¿No te admira lo bien que le va este nombre?

—Pero ¿cómo, conociéndole, encuentra hombres para navegar?

—¿Y cómo es que se encuentran hombres para todo en la tierra y en el mar? —replicó Louis—. ¿Cómo había de hallarme yo a bordo, de no haber estado borracho como un cerdo al estampar mi nombre? Los hay que no pueden navegar en mejor compañía, como los cazadores, y hay otros que nada saben, como estos pobres diablos de proa. Pero ya se enterarán, ya se enterarán, y maldecirán el día en que nacieron. Acuérdate de que no he dicho nada, ¿eh? Ni una palabra... Estos cazadores son unos malvados —continuó diciendo, porque padecía una abundancia oratoria—; pero espera que empiecen a mover escándalos. El les parará los pies, él será quien haga sentir el temor de Dios a estos corazones tan corrompidos. Fíjate en Horner, el cazador que va conmigo, Jock Horner, tan silencioso, con un hablar tan dulce como el de una doncella, pues el año pasado mató al timonel de su pote. Declararon el hecho como un accidente lamentable; pero yo encontré al remero en Yokohema y me lo contó todo. Y ahí está Smoke, ese diablejo moreno, a quien los rusos tuvieron tres años en las minas de sal de Siberia por cazar furtivamente en Copper Island, lugar acotado. Le encadenaron de pies y manos con su compañero, tuvo con éste una reyerta y lo mató, arrojando sus restos al fondo de la mina, hoy un brazo, mañana una pierna, al día siguiente la cabeza, hasta acabar con él.

—¡Pero eso no es posible! —exclamé horrorizado.

—Posible, ¿qué? —replicó rápido como una centella—. ¡Yo no he dicho nada, yo soy mudo, por vida de tu madre! ¡Jamás he abierto la boca si no es para decir cosas buenas de éstos y del otro, cuya alma maldiga Dios y se pudra en el purgatorio diez mil años, para hundirse luego en lo más profundo de los infiernos!

Johnson, el hombre que me frotó hasta arrancarme la piel el primer día que llegué a bordo, parecía el menos equívoco de todos los hombres del barco. En realidad, no había nada equívoco en él; impresionaba por su rectitud y energía, que a su vez se veían moderadas por una modestia fácil de confundir con la timidez. Sin embargo, no era tímido; antes bien, parecía tener el valor de sus convicciones, la certeza de su virilidad. Esto fue lo que le hizo protestar de que le llamaran Yonson cuando nos conocimos. Y sobre esta circunstancia y su personalidad emitió Louis juicios y profecías.

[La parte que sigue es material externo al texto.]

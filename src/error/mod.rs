//
// Copyright 2019-2021 Signal Messenger, LLC
// SPDX-License-Identifier: AGPL-3.0-only
//

//! Common error codes.

use thiserror::Error;

use crate::common::{CallId, CallState};

/// Platform independent error conditions.
#[derive(Error, Debug)]
pub enum RoomRtcError {
    // Project wide common error codes
    #[error("Mutex poisoned: {0}")]
    MutexPoisoned(&'static str),
    #[error("Expecting non-none option value in: {0}, var: {1}")]
    OptionValueNotSet(String, String),

    // Call contract error codes
    #[error("No error listener registered on the event sink")]
    NoErrorListener,
    #[error("Invalid state for {operation}: {state}")]
    InvalidStateForOperation {
        operation: &'static str,
        state: CallState,
    },
    #[error("Peer connection already created, call_id: {0}")]
    PeerConnectionAlreadySet(CallId),
    #[error("Local media already acquired, call_id: {0}")]
    LocalMediaAlreadyAcquired(CallId),

    // Media provider error codes
    #[error("Unable to acquire local media: {0}")]
    AcquireMedia(String),
    #[error("Unable to create peer connection: {0}")]
    CreatePeerConnection(String),
    #[error("Unable to create offer: {0}")]
    CreateOffer(String),
    #[error("Unable to create answer: {0}")]
    CreateAnswer(String),
    #[error("Unable to apply session description: {0}")]
    SetDescription(String),
    #[error("AddIceCandidate failure")]
    AddIceCandidate,

    // Signalling channel error codes
    #[error("Publish failed: {0}")]
    Publish(String),
}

—Es un buen muchacho ese cabeza cuadrada de Johnson que tenemos a proa —dijo—. Es mi remero, el mejor marinero del barco. Tan cierto como la chispa vuela hacia arriba, que llegará a tener disgustos con Wolf Larsen. Eso lo sé yo; lo veo fermentar y crecer como una tormenta en el cielo. Le he hablado como a un hermano, pero no hace caso de avisos ni advertencias. Refunfuña cuando las cosas no le parecen bien, y no faltará algún soplón que vaya a contárselo a Wolf Larsen. Ese lobo es fuerte, y como los lobos odia la fuerza, y eso es lo que descubrirá en Johnson que no quiere someterse, ¡Oh, lo veo venir! Y Dios sabe dónde encontraré otro remero. ¿Sabes qué dice cuando el lobo le llama Yonson? "Pues mí nombre es Johnson, señor", y después lo deletrea letra por letra. ¡Habrías de haber visto la cara del lobo! Yo creí que le dejaba en el sitio. No lo hizo, pero no te quepa duda que acabará mal; le romperá el corazón a ese cabeza cuadrada, o sé yo muy poco de los hombres de mar.

El cocinero había acabado por ponerse insoportable. Me veía obligado a llamarle "señor" cada vez que le dirigía la palabra. Una de las razones para ello es que Wolf Larsen parecía distinguirle. Es un hecho sin precedentes que un capitán intime con el cocinero; pero así lo hacía Wolf Larsen. Dos o tres veces había introducido la cabeza en la cocina y le había embromado bondadosamente, y aquella tarde charló con él en la toldilla más de quince minutos— Cuando terminaron, Mugridge volvió a la cocina dando muestras de una alegría pegajosa, y al emprender de nuevo el trabajo tarareaba canciones con un falsete tan discordante, que era un tormento para los nervios.

—Yo siempre estoy en buenas relaciones con los oficiales —observó en tono confidencial—. Sé cómo hacerme indispensable. El último capitán que tuve me hacía bajar siempre a la cabina para charlar un rato y beber una copa como buenos amigos.